The data ::
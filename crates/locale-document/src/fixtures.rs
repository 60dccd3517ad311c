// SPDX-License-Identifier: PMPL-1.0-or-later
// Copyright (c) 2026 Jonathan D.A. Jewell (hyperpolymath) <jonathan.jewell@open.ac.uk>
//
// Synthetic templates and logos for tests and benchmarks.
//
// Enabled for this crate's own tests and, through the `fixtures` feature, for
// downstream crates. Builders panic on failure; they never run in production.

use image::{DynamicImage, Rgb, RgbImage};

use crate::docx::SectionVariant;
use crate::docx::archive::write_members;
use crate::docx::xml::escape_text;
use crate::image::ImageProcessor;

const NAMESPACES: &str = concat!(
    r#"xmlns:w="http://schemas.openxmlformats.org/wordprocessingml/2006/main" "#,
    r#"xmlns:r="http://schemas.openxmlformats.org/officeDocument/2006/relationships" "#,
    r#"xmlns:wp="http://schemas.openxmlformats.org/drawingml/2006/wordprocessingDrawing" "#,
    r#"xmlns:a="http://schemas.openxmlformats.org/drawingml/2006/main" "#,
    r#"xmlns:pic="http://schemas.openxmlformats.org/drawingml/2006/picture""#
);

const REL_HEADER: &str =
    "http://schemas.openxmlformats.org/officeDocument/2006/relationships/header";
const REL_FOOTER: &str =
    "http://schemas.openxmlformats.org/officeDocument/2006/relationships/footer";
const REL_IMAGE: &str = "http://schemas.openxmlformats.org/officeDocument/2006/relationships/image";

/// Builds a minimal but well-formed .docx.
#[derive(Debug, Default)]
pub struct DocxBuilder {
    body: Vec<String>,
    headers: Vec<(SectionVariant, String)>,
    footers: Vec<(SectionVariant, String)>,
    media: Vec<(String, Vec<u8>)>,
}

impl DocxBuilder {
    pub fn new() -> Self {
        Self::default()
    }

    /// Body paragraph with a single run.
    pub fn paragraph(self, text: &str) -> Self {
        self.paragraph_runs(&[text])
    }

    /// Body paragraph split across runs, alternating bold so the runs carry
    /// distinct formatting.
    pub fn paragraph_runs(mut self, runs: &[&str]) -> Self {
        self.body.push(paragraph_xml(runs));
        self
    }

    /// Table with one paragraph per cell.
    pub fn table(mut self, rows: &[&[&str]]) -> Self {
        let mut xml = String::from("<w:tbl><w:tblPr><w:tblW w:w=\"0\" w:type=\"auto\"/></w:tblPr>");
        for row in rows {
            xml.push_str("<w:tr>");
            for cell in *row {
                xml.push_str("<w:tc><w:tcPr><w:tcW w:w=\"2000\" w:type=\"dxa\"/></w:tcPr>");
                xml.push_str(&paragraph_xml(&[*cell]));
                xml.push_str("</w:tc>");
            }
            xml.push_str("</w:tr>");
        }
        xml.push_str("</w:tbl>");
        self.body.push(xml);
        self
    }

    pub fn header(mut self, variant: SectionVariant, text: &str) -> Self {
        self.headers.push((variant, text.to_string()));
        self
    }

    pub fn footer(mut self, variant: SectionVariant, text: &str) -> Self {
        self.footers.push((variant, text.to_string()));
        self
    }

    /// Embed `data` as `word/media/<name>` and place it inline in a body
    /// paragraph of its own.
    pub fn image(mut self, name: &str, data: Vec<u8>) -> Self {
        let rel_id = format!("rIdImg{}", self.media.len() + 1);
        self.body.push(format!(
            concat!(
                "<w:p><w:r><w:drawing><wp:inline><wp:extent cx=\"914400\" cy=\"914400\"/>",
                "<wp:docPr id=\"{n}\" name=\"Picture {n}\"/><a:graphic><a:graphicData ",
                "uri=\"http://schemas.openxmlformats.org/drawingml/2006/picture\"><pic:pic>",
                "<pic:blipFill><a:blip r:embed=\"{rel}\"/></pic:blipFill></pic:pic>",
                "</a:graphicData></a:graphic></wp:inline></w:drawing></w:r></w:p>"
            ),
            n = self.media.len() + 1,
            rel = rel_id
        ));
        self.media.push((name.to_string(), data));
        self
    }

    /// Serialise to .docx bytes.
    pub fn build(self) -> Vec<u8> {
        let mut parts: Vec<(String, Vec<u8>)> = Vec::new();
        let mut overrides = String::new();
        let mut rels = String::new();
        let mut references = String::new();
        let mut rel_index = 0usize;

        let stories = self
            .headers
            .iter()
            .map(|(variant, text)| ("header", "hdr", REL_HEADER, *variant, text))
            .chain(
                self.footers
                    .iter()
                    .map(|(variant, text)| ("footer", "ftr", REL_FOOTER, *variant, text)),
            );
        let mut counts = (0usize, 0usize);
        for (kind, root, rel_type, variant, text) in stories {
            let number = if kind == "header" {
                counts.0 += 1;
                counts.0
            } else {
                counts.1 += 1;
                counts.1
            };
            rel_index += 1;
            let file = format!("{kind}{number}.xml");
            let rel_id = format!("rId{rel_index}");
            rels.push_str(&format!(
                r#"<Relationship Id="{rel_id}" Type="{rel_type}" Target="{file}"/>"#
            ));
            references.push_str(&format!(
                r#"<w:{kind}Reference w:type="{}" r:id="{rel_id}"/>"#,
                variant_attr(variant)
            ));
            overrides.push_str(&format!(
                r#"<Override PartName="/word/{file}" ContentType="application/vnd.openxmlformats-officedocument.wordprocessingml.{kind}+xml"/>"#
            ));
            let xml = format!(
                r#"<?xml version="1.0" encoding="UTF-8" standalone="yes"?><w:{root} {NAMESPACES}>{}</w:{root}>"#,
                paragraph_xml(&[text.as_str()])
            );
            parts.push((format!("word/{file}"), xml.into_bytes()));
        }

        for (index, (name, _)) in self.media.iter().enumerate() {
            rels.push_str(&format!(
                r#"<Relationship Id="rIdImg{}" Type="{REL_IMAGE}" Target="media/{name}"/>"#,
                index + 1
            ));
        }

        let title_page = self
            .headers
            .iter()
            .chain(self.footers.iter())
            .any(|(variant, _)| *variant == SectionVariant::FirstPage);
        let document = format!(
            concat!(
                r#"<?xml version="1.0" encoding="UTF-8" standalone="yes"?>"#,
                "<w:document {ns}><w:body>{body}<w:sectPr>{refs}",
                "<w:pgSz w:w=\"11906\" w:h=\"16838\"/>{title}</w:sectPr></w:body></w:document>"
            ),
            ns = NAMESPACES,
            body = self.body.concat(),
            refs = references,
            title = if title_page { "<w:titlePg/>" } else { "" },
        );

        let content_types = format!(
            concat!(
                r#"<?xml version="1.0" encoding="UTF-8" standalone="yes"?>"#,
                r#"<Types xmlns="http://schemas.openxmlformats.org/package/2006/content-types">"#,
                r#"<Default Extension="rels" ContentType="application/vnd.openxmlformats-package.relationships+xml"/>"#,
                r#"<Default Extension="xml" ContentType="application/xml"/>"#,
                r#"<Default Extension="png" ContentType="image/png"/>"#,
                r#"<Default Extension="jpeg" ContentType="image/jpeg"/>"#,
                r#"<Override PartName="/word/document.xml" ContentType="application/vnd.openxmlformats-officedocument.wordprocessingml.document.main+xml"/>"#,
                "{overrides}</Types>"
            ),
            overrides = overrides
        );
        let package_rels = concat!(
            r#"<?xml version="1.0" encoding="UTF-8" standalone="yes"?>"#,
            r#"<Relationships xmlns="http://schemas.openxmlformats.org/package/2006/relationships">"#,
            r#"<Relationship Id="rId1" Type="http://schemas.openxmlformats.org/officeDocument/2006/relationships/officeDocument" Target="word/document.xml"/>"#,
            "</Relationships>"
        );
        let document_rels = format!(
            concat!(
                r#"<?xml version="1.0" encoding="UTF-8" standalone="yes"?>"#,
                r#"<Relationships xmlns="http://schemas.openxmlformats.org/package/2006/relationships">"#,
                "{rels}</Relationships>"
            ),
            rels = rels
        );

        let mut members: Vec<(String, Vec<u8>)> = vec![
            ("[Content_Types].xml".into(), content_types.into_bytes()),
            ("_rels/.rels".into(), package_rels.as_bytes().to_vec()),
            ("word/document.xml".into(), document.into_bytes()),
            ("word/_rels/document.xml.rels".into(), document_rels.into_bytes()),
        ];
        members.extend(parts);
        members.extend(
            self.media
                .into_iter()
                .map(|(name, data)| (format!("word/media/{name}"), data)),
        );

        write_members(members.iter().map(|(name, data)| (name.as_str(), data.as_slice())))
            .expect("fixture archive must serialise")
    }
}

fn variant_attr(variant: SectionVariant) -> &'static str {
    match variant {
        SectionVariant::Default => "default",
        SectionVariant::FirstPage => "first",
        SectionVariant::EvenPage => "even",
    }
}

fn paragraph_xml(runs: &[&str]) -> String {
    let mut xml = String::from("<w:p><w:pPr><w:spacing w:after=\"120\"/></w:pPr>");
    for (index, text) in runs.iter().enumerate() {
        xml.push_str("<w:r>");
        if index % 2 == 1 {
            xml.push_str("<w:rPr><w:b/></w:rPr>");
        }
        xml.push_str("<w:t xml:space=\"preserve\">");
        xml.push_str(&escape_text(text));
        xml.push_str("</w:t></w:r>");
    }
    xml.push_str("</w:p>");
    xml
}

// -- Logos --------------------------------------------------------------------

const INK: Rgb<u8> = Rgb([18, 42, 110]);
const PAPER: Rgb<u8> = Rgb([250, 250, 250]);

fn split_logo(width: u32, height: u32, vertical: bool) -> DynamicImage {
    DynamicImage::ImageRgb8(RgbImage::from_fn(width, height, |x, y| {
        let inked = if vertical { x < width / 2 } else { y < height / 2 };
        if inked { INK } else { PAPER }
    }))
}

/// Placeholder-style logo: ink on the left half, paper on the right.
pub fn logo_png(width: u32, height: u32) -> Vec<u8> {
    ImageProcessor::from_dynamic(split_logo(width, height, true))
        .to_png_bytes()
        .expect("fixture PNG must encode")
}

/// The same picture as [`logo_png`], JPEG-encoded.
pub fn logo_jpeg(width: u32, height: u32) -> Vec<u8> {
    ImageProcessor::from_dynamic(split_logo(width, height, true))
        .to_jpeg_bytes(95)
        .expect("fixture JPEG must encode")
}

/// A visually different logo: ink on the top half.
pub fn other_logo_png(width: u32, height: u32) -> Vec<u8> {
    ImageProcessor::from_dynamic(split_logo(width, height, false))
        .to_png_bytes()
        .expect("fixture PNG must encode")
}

What you are asked to do ::
When the word "cell" shows up in a line of the entries, report that line.

Solution for this exercise ::
    /// Table with one paragraph per cell.
            for cell in *row {
                xml.push_str(&paragraph_xml(&[*cell]));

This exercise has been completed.